TASK BRIEF:
Exactly as they appear below, repeat the lines from the one with "view of a drink" through the one with "pub fn apply(&mut", and no others.

Saved data entries:

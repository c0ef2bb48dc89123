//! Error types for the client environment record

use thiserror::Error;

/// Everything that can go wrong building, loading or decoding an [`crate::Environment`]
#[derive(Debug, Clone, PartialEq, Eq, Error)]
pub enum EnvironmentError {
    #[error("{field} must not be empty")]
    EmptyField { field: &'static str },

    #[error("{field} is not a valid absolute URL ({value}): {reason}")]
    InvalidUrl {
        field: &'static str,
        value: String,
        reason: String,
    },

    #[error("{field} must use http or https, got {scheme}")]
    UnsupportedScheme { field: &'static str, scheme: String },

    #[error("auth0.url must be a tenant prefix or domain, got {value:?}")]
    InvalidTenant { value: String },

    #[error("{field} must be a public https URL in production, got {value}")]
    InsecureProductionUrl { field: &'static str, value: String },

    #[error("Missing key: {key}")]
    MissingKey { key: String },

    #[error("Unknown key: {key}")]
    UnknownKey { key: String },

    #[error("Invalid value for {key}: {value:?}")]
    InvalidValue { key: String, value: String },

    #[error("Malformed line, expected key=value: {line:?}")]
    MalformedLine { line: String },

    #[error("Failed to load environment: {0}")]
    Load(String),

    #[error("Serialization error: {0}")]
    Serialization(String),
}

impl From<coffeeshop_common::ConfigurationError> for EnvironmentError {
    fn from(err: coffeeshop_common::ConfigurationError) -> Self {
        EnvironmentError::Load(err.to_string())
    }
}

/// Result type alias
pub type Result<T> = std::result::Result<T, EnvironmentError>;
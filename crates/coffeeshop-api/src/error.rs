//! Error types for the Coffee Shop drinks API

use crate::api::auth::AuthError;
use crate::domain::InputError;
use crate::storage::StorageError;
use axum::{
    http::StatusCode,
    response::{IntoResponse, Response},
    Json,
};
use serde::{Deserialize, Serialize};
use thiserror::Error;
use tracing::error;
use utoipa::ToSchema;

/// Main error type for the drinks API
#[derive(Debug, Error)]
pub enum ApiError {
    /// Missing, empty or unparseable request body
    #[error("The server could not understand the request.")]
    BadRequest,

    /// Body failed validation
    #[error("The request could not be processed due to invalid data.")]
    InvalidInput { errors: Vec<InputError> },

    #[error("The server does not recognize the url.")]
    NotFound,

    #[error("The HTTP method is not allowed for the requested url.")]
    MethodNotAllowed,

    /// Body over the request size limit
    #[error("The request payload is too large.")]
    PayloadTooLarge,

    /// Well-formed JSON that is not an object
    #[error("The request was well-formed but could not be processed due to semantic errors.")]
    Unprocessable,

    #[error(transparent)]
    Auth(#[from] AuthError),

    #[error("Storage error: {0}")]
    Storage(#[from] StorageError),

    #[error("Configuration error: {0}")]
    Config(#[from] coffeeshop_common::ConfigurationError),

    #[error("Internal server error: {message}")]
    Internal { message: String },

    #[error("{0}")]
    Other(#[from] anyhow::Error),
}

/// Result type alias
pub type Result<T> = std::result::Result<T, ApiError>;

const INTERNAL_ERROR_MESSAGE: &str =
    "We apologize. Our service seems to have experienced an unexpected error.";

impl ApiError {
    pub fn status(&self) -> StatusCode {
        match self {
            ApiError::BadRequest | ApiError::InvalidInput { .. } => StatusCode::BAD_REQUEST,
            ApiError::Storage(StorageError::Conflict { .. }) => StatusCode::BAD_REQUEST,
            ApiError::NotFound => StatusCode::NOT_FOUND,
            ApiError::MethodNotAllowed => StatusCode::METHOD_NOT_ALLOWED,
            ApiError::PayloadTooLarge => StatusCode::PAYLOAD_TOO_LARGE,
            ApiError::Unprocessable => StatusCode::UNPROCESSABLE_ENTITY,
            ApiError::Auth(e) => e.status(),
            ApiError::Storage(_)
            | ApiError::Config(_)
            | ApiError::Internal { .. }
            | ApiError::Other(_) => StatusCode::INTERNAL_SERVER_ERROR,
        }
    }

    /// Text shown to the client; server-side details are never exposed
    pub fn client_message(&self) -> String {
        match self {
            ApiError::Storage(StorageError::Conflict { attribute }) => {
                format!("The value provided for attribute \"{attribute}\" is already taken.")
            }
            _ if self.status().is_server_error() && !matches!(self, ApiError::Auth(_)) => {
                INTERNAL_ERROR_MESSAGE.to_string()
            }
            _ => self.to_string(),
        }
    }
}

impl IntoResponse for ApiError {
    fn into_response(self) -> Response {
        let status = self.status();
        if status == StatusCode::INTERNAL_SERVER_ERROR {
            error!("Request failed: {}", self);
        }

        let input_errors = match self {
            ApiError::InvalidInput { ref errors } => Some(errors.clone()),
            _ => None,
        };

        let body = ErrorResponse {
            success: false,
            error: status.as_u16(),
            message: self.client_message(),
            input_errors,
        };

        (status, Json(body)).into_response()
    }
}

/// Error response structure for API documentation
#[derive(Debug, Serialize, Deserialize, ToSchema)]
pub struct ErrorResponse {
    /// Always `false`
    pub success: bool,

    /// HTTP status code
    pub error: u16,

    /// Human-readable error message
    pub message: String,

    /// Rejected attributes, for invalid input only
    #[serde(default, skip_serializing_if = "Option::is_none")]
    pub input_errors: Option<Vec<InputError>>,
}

--

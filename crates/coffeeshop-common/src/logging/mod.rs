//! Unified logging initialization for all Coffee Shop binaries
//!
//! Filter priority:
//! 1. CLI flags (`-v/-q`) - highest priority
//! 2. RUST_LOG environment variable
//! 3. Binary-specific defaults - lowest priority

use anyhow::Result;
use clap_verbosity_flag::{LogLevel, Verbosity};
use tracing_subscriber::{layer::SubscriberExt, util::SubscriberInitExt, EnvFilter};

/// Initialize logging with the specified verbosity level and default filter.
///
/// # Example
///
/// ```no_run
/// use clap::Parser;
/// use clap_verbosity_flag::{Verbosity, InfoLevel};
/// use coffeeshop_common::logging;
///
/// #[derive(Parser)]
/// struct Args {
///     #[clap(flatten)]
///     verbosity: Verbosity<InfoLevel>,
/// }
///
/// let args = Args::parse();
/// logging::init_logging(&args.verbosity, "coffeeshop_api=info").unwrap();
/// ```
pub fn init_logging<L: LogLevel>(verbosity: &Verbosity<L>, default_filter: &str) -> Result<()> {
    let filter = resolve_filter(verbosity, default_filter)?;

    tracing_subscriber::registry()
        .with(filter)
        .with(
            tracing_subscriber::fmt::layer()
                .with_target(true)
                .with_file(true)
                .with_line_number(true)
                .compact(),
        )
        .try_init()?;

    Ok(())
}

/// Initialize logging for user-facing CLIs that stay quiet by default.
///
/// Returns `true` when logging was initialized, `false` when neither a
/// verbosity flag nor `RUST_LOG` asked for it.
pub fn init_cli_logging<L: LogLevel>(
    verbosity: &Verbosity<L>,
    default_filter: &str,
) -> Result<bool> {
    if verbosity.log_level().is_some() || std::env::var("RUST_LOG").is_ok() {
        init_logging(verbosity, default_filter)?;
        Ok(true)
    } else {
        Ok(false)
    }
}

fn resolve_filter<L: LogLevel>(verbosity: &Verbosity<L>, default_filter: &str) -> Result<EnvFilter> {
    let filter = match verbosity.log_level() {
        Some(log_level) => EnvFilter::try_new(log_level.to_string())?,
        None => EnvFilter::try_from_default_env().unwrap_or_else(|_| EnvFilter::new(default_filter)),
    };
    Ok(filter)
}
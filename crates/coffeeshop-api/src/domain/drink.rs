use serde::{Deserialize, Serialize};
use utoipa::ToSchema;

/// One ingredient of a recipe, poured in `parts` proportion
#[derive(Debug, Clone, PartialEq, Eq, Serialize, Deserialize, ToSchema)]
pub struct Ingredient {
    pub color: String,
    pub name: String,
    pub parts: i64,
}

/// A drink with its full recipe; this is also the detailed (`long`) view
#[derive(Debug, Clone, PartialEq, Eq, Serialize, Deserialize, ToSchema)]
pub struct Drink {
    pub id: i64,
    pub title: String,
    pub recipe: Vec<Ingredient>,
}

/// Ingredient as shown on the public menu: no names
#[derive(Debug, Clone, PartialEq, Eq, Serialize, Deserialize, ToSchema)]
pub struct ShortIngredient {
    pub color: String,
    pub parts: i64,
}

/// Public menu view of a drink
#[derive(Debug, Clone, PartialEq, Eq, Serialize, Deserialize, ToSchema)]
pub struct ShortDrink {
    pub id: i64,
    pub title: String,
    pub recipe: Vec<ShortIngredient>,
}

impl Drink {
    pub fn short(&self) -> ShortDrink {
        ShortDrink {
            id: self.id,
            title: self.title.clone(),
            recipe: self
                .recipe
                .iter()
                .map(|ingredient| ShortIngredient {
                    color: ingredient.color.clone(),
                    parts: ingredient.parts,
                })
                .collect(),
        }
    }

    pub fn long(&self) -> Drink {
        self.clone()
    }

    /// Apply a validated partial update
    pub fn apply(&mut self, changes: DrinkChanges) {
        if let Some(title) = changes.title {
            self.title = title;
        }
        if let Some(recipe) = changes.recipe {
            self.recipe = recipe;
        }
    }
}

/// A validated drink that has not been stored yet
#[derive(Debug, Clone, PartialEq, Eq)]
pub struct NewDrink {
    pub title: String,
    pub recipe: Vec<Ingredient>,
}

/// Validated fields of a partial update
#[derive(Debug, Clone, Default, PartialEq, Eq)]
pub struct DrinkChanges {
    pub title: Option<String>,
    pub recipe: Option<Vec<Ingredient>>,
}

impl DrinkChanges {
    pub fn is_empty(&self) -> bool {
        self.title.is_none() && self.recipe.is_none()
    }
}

EXERCISE RESULT:
/// Public menu view of a drink
#[derive(Debug, Clone, PartialEq, Eq, Serialize, Deserialize, ToSchema)]
pub struct ShortDrink {
    pub id: i64,
    pub title: String,
    pub recipe: Vec<ShortIngredient>,
}

impl Drink {
    pub fn short(&self) -> ShortDrink {
        ShortDrink {
            id: self.id,
            title: self.title.clone(),
            recipe: self
                .recipe
                .iter()
                .map(|ingredient| ShortIngredient {
                    color: ingredient.color.clone(),
                    parts: ingredient.parts,
                })
                .collect(),
        }
    }

    pub fn long(&self) -> Drink {
        self.clone()
    }

    /// Apply a validated partial update
    pub fn apply(&mut self, changes: DrinkChanges) {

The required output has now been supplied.